As the countdown to the event begins, ESG-conscious investors will be looking for:
- Science-based targets – Investors want to see targets that cover the entire value chain, are aligned with the latest climate science and aimed at a 1.5-degree pathway. Companies in the food system should commit to science-based targets to show investors they’re serious about climate risk.
- Better data from food companies – We need to encourage, through mandatory and standardised reporting, if necessary, better ESG disclosure from food companies. Investors need gold-standard data on how companies are de-risking their operations and are responding to challenges around climate, biosecurity, working conditions and antibiotics resistance.
- Supportive policy for alternative proteins– Protein diversification in global diets is essential to reach Net Zero and public policies need to encourage this trend. For example, plant-based meat production causes 30-90% less greenhouse gas emissions, uses 72-99% less water, and results in 51-91% less nutrient pollution in aquatic systems. The UK government’s recent National Food Strategy recommends that the Government increases plant-based food consumption by 2030 which is encouraging, but the market will be catalysed by more national investment in research and development and more incentives for protein diversification at scale.
- Biodiversity and protection of nature– Current processes to meet the demand for animal protein are responsible for record levels of deforestation and biodiversity loss.

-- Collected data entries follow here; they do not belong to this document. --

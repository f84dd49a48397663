//! One xxh3 digest over everything a night's future depends on, so a
//! replayed journal can be compared against the live session in one number.

use std::hash::Hasher;

use super::*;
use crate::state::{CheckStage, Timers};
use xxhash_rust::xxh3::Xxh3;

impl Game {
    pub fn snapshot_hash(&self) -> u64 {
        let mut hasher = Xxh3::new();
        hasher.write_u64(self.seed);
        hasher.write_u64(self.tick);
        hasher.write_u8(self.session.night);
        hasher.write_u8(u8::from(self.session.custom));
        hasher.write_u64(self.session.clock.now());
        hasher.write_u8(self.session.clock.hour());
        hasher.write_u64(self.session.clock.hour_elapsed_ms());
        hasher.write_u8(u8::from(self.session.balloon_boy_in_office));
        write_phase(&mut hasher, self.session.phase);

        for agent in self.roster.agents() {
            let state = &agent.state;
            hasher.write_u8(state.position as u8);
            hasher.write_u8(state.difficulty);
            hasher.write_u64(state.think_deadline);
            hasher.write_u64(state.vent_arrived_at);
            match state.timers {
                Timers::None => hasher.write_u8(0),
                Timers::Foxy { unwatched_ms, watched_ms } => {
                    hasher.write_u8(1);
                    hasher.write_u64(unwatched_ms);
                    hasher.write_u64(watched_ms);
                }
                Timers::Puppet(puppet) => {
                    hasher.write_u8(2);
                    hasher.write_u8(puppet.charge);
                    hasher.write_u64(puppet.last_discharge);
                    hasher.write_u64(puppet.woke_at);
                    hasher.write_u64(puppet.recharge_since.unwrap_or(u64::MAX));
                }
                Timers::BalloonBoy(timers) => {
                    hasher.write_u8(3);
                    hasher.write_u64(timers.idle_since);
                    hasher.write_u64(timers.last_chatter);
                    hasher.write_u64(timers.chatter_interval.unwrap_or(u64::MAX));
                    hasher.write_u8(timers.chatter_count);
                    hasher.write_u64(timers.move_at.unwrap_or(u64::MAX));
                    hasher.write_u64(timers.disguise_since.unwrap_or(u64::MAX));
                }
            }
        }
        hasher.finish()
    }
}

fn write_phase(hasher: &mut Xxh3, phase: Phase) {
    hasher.write_u8(phase.kind() as u8);
    match phase {
        Phase::Checking(window) => {
            hasher.write_u8(window.agent.index() as u8);
            hasher.write_u64(window.started_at);
            match window.stage {
                CheckStage::Failing => hasher.write_u64(u64::MAX),
                CheckStage::Holding { since } => hasher.write_u64(since),
            }
        }
        Phase::Jumpscare { agent, elapsed_ms } => {
            hasher.write_u8(agent.index() as u8);
            hasher.write_u64(elapsed_ms);
        }
        Phase::GameOver { agent } => hasher.write_u8(agent.index() as u8),
        Phase::FoxySequence { elapsed_ms, line_played } => {
            hasher.write_u64(elapsed_ms);
            hasher.write_u8(u8::from(line_played));
        }
        Phase::PuppetDance { elapsed_ms } | Phase::SixAm { elapsed_ms } => {
            hasher.write_u64(elapsed_ms)
        }
        Phase::Menu | Phase::Playing => {}
    }
}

The Dasgupta Review outlined that our future prosperity is reliant on both the protection and restoration of our natural ecosystems. One big step forward would be to establish clear pathways to deforestation-free supply chains for meat and dairy companies. The finance-related discussions around the summit have highlighted the important role of finance ministries in repurposing agricultural subsidies to support climate and nature goals. This is also a topic that FAIRR investors have engaged on previously, with calls for the EU to better align its subsidies with climate and biodiversity protection.
The science is clear – and so is the market appetite for investing in sustainable food. UNFSS Finance Lever of Change will be announcing its ‘Eight Food Finance Imperatives’ in the coming days, and we look forward to working with our partners at the World Bank, the Good Food Finance Network, and others to implement practical solutions to transform the global food system. Building solutions will require international cooperation and debate, as well as the efforts of both the public and private sectors. The environmental implications of our current food system will be felt for generations to come – so it is this generation’s single greatest challenge to seize this once-in-a-lifetime opportunity for change.